I'm trying to make the most of this great experience, and I have so much I want to write, and at the same time I feel so incapable. Yet I know more than ever that time is running out on all of us. I've recently come to the realization that I am a perfectionist as well as a procrastinator, and that is a tough mix. Truth be told, I'm not satisfied even with this blog entry. I want to throw all this writing in the scrap doc like usual. I still struggle to write the stories I yearn to articulate, but something, anything is better than nothing. And I may only ever be Nothing, but I can sure do my best to do Something with the time I have.
Soon this time will be yanked away from me and all of us, like the tubes they pulled from my gut last Sunday, the same day my beloved Broncos lost to the Patriots.

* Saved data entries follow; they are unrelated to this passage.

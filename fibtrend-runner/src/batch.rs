//! Batch analysis of independent (symbol, candles, config) jobs.
//!
//! Jobs share nothing, so they run on the rayon pool. Each job gets its own
//! `Result`: one bad series does not stop the others.

use std::time::Instant;

use log::{info, warn};
use rayon::prelude::*;

use fibtrend_core::{Candle, EngineConfig, EngineError};

use crate::runner::{analyze_candles, AnalysisReport};

/// One series to analyse.
#[derive(Debug, Clone)]
pub struct BatchJob {
    pub symbol: String,
    pub candles: Vec<Candle>,
    pub config: EngineConfig,
}

impl BatchJob {
    pub fn new(symbol: impl Into<String>, candles: Vec<Candle>, config: EngineConfig) -> Self {
        Self {
            symbol: symbol.into(),
            candles,
            config,
        }
    }
}

/// Result of one job.
#[derive(Debug)]
pub struct BatchOutcome {
    pub symbol: String,
    pub result: Result<AnalysisReport, EngineError>,
}

impl BatchOutcome {
    pub fn is_ok(&self) -> bool {
        self.result.is_ok()
    }
}

/// Analyse every job, in parallel unless `parallel` is false.
///
/// Outcomes are returned in job order either way.
pub fn run_batch_with(jobs: &[BatchJob], parallel: bool) -> Vec<BatchOutcome> {
    let started = Instant::now();

    let run = |job: &BatchJob| {
        let result = analyze_candles(&job.symbol, &job.candles, &job.config);
        if let Err(e) = &result {
            warn!("{}: analysis failed: {e}", job.symbol);
        }
        BatchOutcome {
            symbol: job.symbol.clone(),
            result,
        }
    };

    let outcomes: Vec<BatchOutcome> = if parallel {
        jobs.par_iter().map(run).collect()
    } else {
        jobs.iter().map(run).collect()
    };

    let failed = outcomes.iter().filter(|o| !o.is_ok()).count();
    info!(
        "batch: {} jobs, {} failed, {:.1?}",
        outcomes.len(),
        failed,
        started.elapsed()
    );
    outcomes
}

/// Analyse every job on the rayon pool.
pub fn run_batch(jobs: &[BatchJob]) -> Vec<BatchOutcome> {
    run_batch_with(jobs, true)
}
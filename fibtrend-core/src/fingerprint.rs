//! Deterministic fingerprints for configurations, candle series and results.
//!
//! - `ConfigHash`: exact identity of an `EngineConfig` (every parameter value).
//! - `DatasetHash`: content hash of a candle series.
//! - `AnalysisHash`: content hash of an `Analysis`, used to check that
//!   identical inputs produce byte-identical output.
//!
//! All three are BLAKE3 over canonical `serde_json` bytes. Struct fields
//! serialize in declaration order, so the bytes are stable across runs.

use serde::{Deserialize, Serialize};
use std::fmt;

use crate::domain::Candle;
use crate::engine::Analysis;
use crate::params::EngineConfig;

macro_rules! hex_hash {
    ($(#[$doc:meta])* $name:ident) => {
        $(#[$doc])*
        #[derive(Debug, Clone, PartialEq, Eq, Hash, Serialize, Deserialize)]
        pub struct $name(pub String);

        impl $name {
            fn from_bytes(bytes: &[u8]) -> Self {
                Self(blake3::hash(bytes).to_hex().to_string())
            }

            /// First 12 hex characters, for log lines and file names.
            pub fn short(&self) -> &str {
                &self.0[..12.min(self.0.len())]
            }
        }

        impl fmt::Display for $name {
            fn fmt(&self, f: &mut fmt::Formatter<'_>) -> fmt::Result {
                write!(f, "{}", self.0)
            }
        }
    };
}

hex_hash!(
    /// Hash of every parameter value in an `EngineConfig`.
    ConfigHash
);
hex_hash!(
    /// Content hash of a candle series.
    DatasetHash
);
hex_hash!(
    /// Content hash of an analysis result.
    AnalysisHash
);

fn canonical_json<T: Serialize + ?Sized>(value: &T) -> Vec<u8> {
    // Plain structs, vectors and finite numbers: serialization cannot fail.
    serde_json::to_vec(value).expect("value must serialize")
}

pub fn config_hash(config: &EngineConfig) -> ConfigHash {
    ConfigHash::from_bytes(&canonical_json(config))
}

pub fn dataset_hash(candles: &[Candle]) -> DatasetHash {
    DatasetHash::from_bytes(&canonical_json(candles))
}

pub fn analysis_hash(analysis: &Analysis) -> AnalysisHash {
    AnalysisHash::from_bytes(&canonical_json(analysis))
}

"This won't hurt at all," the nurse said. "It'll be just like pulling a stitch."
It scared me to think he honestly believed that. One tube in particular had already caused me lots of pain, shooting bolts through my organs whenever it was moved slightly the wrong way. I tried to tell people that all along, but it can be hard to get people to listen when they are busy telling you how you should feel. The nurse casually went about pulling the tube. I screamed in a faint little moan. Only then did he realize my concern.
For one thing, after all this, I like to think I'll do a better job of listening to people. As for writing, I'll try to keep getting better at that, too.